Closing the Science Comprehension Achievement Gap Through the Use of an Extension Youth Development Science Comprehension Model

Introduction and Conceptual Framework

National education achievement trends indicate that traditional teaching methods are not successfully preparing students in kindergarten through grade 12 in science (U.S. Department of Education, 2009) and that transformative approaches to teaching science are needed (National Research Council, 2007, 2012). Reforming science education includes enhancing the experiences of youths by engaging them in high-quality programs (Skelton & Dormody, 2009). Given the emphasis on high-stakes testing and declining student achievement in science, the Cooperative Extension System has an important role to play in improving youth academic achievement through youth development enrichment programs and special interest topics.

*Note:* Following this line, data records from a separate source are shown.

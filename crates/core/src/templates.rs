//! Static email catalogues, one per flow type.
//!
//! Each catalogue lists the canonical emails of a flow in send order. The
//! strategy builder renders a prefix of the catalogue into
//! [`EmailStrategy`] records; `{brand}` and `{offer}` placeholders are
//! substituted at render time.

use crate::error::CoreError;
use crate::flow_type::FlowType;
use crate::strategy::EmailStrategy;

/// One canonical email of a flow.
#[derive(Debug, Clone, Copy, PartialEq, Eq)]
pub struct EmailTemplate {
    /// Days after the flow trigger.
    pub day: u32,
    pub theme: &'static str,
    pub focus: &'static str,
    pub key_message: &'static str,
    pub products: &'static str,
    /// `Some` when the email carries the promotional offer.
    pub offer_type: Option<&'static str>,
}

const BRAND: &str = "{brand}";
const OFFER: &str = "{offer}";

static WELCOME: [EmailTemplate; 5] = [
    EmailTemplate {
        day: 0,
        theme: "Welcome to the {brand} Family",
        focus: "Warm welcome and brand introduction",
        key_message: "Thank the subscriber for joining and deliver {offer} right away",
        products: "Bestsellers and hero products",
        offer_type: Some("welcome_discount"),
    },
    EmailTemplate {
        day: 2,
        theme: "Our Story & Mission",
        focus: "Brand heritage, founder story and values",
        key_message: "Show why {brand} exists and what it stands for, with {offer} as a gentle reminder",
        products: "Signature product line",
        offer_type: Some("reminder"),
    },
    EmailTemplate {
        day: 4,
        theme: "Meet Your Perfect Products",
        focus: "Product discovery and education",
        key_message: "Guide the subscriber to the right product for their needs; {offer} still applies",
        products: "Category highlights and starter picks",
        offer_type: Some("reminder"),
    },
    EmailTemplate {
        day: 7,
        theme: "What Our Customers Are Saying",
        focus: "Social proof through reviews and testimonials",
        key_message: "Let real customers make the case and flag that {offer} expires soon",
        products: "Top-rated products",
        offer_type: Some("last_chance"),
    },
    EmailTemplate {
        day: 10,
        theme: "Getting the Most From {brand}",
        focus: "Tips, community and long-term value",
        key_message: "Invite the subscriber into the {brand} community beyond the first purchase",
        products: "Accessories and care essentials",
        offer_type: None,
    },
];

static ABANDONED_CHECKOUT: [EmailTemplate; 4] = [
    EmailTemplate {
        day: 0,
        theme: "You Left Something Behind",
        focus: "Gentle reminder of the items in the cart",
        key_message: "Bring the shopper back to the exact products they chose",
        products: "Cart items",
        offer_type: None,
    },
    EmailTemplate {
        day: 1,
        theme: "Still Thinking It Over?",
        focus: "Address objections: shipping, returns and guarantees",
        key_message: "Remove the doubts that stop the purchase and show why {brand} is a safe choice",
        products: "Cart items",
        offer_type: None,
    },
    EmailTemplate {
        day: 3,
        theme: "A Little Something to Help You Decide",
        focus: "Incentive to complete the purchase",
        key_message: "Present {offer} as a reason to finish checking out today",
        products: "Cart items",
        offer_type: Some("cart_discount"),
    },
    EmailTemplate {
        day: 5,
        theme: "Last Chance: Your Cart Is Expiring",
        focus: "Urgency and scarcity",
        key_message: "Make clear the cart and {offer} will not wait much longer",
        products: "Cart items",
        offer_type: Some("final_reminder"),
    },
];

static BROWSE_ABANDONMENT: [EmailTemplate; 3] = [
    EmailTemplate {
        day: 0,
        theme: "Still Looking?",
        focus: "Reminder of the products they browsed",
        key_message: "Resurface what caught their eye with a helpful, low-pressure tone",
        products: "Recently viewed products",
        offer_type: None,
    },
    EmailTemplate {
        day: 2,
        theme: "Customers Also Loved",
        focus: "Related recommendations and social proof",
        key_message: "Broaden the choice with popular alternatives and what buyers say about them",
        products: "Related and top-rated products",
        offer_type: None,
    },
    EmailTemplate {
        day: 4,
        theme: "A Special Offer on Your Favorites",
        focus: "Incentive to convert browsing into buying",
        key_message: "Use {offer} to turn interest into a first order",
        products: "Recently viewed products",
        offer_type: Some("browse_discount"),
    },
];

static POST_PURCHASE: [EmailTemplate; 4] = [
    EmailTemplate {
        day: 0,
        theme: "Thank You for Your Order",
        focus: "Gratitude and what to expect next",
        key_message: "Confirm the customer made a great choice and set delivery expectations",
        products: "Purchased products",
        offer_type: None,
    },
    EmailTemplate {
        day: 3,
        theme: "Getting Started With Your Purchase",
        focus: "Product usage tips and care instructions",
        key_message: "Help the customer get value from the product from day one",
        products: "Purchased products",
        offer_type: None,
    },
    EmailTemplate {
        day: 10,
        theme: "How Are You Enjoying It?",
        focus: "Review request and feedback",
        key_message: "Ask for an honest review and make leaving one effortless",
        products: "Purchased products",
        offer_type: None,
    },
    EmailTemplate {
        day: 21,
        theme: "Complete Your Collection",
        focus: "Cross-sell complementary products",
        key_message: "Recommend what pairs well with the purchase and reward loyalty with {offer}",
        products: "Complementary products",
        offer_type: Some("loyalty_discount"),
    },
];

static WINBACK: [EmailTemplate; 4] = [
    EmailTemplate {
        day: 0,
        theme: "We Miss You at {brand}",
        focus: "Re-engagement and reconnection",
        key_message: "Remind the lapsed customer what they loved about {brand}",
        products: "Previously purchased categories",
        offer_type: None,
    },
    EmailTemplate {
        day: 3,
        theme: "See What's New",
        focus: "New arrivals and improvements since their last visit",
        key_message: "Show how much has changed and give them a reason to look again",
        products: "New arrivals",
        offer_type: None,
    },
    EmailTemplate {
        day: 7,
        theme: "A Gift to Welcome You Back",
        focus: "Comeback incentive",
        key_message: "Offer {offer} as a personal invitation to return",
        products: "Bestsellers",
        offer_type: Some("winback_discount"),
    },
    EmailTemplate {
        day: 14,
        theme: "Is This Goodbye?",
        focus: "Final attempt and preference update",
        key_message: "Give one last nudge with {offer} and let them choose how often to hear from {brand}",
        products: "Bestsellers",
        offer_type: Some("final_offer"),
    },
];

impl FlowType {
    /// The template catalogue for this flow type.
    pub fn templates(self) -> &'static [EmailTemplate] {
        match self {
            FlowType::Welcome => &WELCOME,
            FlowType::AbandonedCheckout => &ABANDONED_CHECKOUT,
            FlowType::BrowseAbandonment => &BROWSE_ABANDONMENT,
            FlowType::PostPurchase => &POST_PURCHASE,
            FlowType::Winback => &WINBACK,
        }
    }
}

/// Look up a catalogue by its wire tag.
pub fn templates_for(tag: &str) -> Result<&'static [EmailTemplate], CoreError> {
    Ok(tag.parse::<FlowType>()?.templates())
}

impl EmailTemplate {
    /// Render the template into a numbered strategy entry.
    pub fn render(&self, email_number: u32, brand: &str, offer: &str) -> EmailStrategy {
        let fill = |s: &str| s.replace(BRAND, brand).replace(OFFER, offer);
        EmailStrategy {
            email_number,
            day: self.day,
            theme: fill(self.theme),
            focus: fill(self.focus),
            key_message: fill(self.key_message),
            products: fill(self.products),
            has_offer: self.offer_type.is_some(),
            offer_type: self.offer_type.map(str::to_string),
        }
    }
}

The Memorial Middle School Agricultural Extension and Education Center (MMSAEEC) is a youth science center where inquiry-based learning and experiential education are emphasized (Skelton & Seevers, 2010). The MMSAEEC is a partnership between the New Mexico State University Cooperative Extension Service and a public school district in Las Vegas, New Mexico. It was established for the purpose of enhancing learning opportunities for a predominately underserved Hispanic population. The mission of the MMSAEEC is to deliver educational programs in agriculture and natural resource science to youths attending Memorial Middle School. A basic premise of the mission involves development of a teaching and learning model of excellence for agriculture and natural resource science that complements in-class instruction by providing context to content through hands-on learning opportunities (Skelton & Dappen, 2015). Science, technology, engineering, and math education is delivered through the teaching of earth, life, and physical science; sustainable agriculture; and natural resource conservation systems. Through MMSAEEC programs, students are engaged in the classroom, lab, and field, conducting experiments and research by using scientific practices that are representative of what agricultural and natural resource scientists do.

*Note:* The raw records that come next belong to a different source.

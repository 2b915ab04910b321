//! In-memory backend, used by tests and local experiments.

use std::collections::BTreeMap;

use async_trait::async_trait;
use copyforge_core::records::StoredRecord;
use tokio::sync::RwLock;

use super::{CopyStore, RecordFilter, StoreError};

#[derive(Default)]
pub struct MemoryStore {
    records: RwLock<BTreeMap<String, StoredRecord>>,
}

impl MemoryStore {
    pub fn new() -> Self {
        Self::default()
    }

    pub async fn len(&self) -> usize {
        self.records.read().await.len()
    }

    pub async fn is_empty(&self) -> bool {
        self.records.read().await.is_empty()
    }
}

#[async_trait]
impl CopyStore for MemoryStore {
    async fn get(&self, id: &str) -> Result<Option<StoredRecord>, StoreError> {
        Ok(self.records.read().await.get(id).cloned())
    }

    async fn put(&self, id: &str, record: StoredRecord) -> Result<(), StoreError> {
        self.records.write().await.insert(id.to_string(), record);
        Ok(())
    }

    async fn list(&self, filter: RecordFilter<'_>) -> Result<Vec<StoredRecord>, StoreError> {
        Ok(self
            .records
            .read()
            .await
            .values()
            .filter(|&r| filter(r))
            .cloned()
            .collect())
    }
}
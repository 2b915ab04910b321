pub mod airtable;
pub mod campaign;
pub mod client;
pub mod copy;
pub mod flow;
pub mod note;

The conceptual framework for the study reported here was based on a model for improving youth science comprehension (Skelton, Seevers, Dormody, & Hodnett, 2012). This youth science comprehension model focuses on the development of and interactions among science knowledge, science skills, and reasoning abilities that form a broader contextual understanding and improved comprehension of science subject matter by youths (Figure 1). The model incorporates features of inquiry-based learning and experiential education that research suggests are essential for effective science learning (Blair et al., 2004; Bourdeau, 2004; Smith, 2008; Clarke, 2010). Furthermore, higher level thinking skills, experiential education, and inquiry-based learning are all essential if science is to become concrete in the minds of students (Center for Science, Mathematics, and Engineering Education, 1996). The model describes a promising teaching methodology that promotes student learning and effects the engagement of learners in scientific investigation, where students learn to ask meaningful and researchable questions, develop hypotheses, and conduct experiments. In short, youths begin to develop the skills necessary to analyze and interpret data, cite evidence, and communicate findings. Research has demonstrated that this approach leads to greater understanding of science (National Research Council, 2000).

Figure 1.
Conceptual Model for Improving Youth Science Comprehension

In the study reported here, we tested the model to understand whether youth development educational impacts are occurring as theorized, recognizing that if so there would be broad implications related to the potential effects of Extension programs on youth development in the sciences. The research addressed whether programs delivered through the MMSAEEC led to improved outcomes in agriculture and natural resource science for the predominantly Hispanic and economically disadvantaged population. Research testing the model is needed to validate and enhance its intellectual merit and impact and to make important contributions to the research base and practice of teaching and learning through Extension programs.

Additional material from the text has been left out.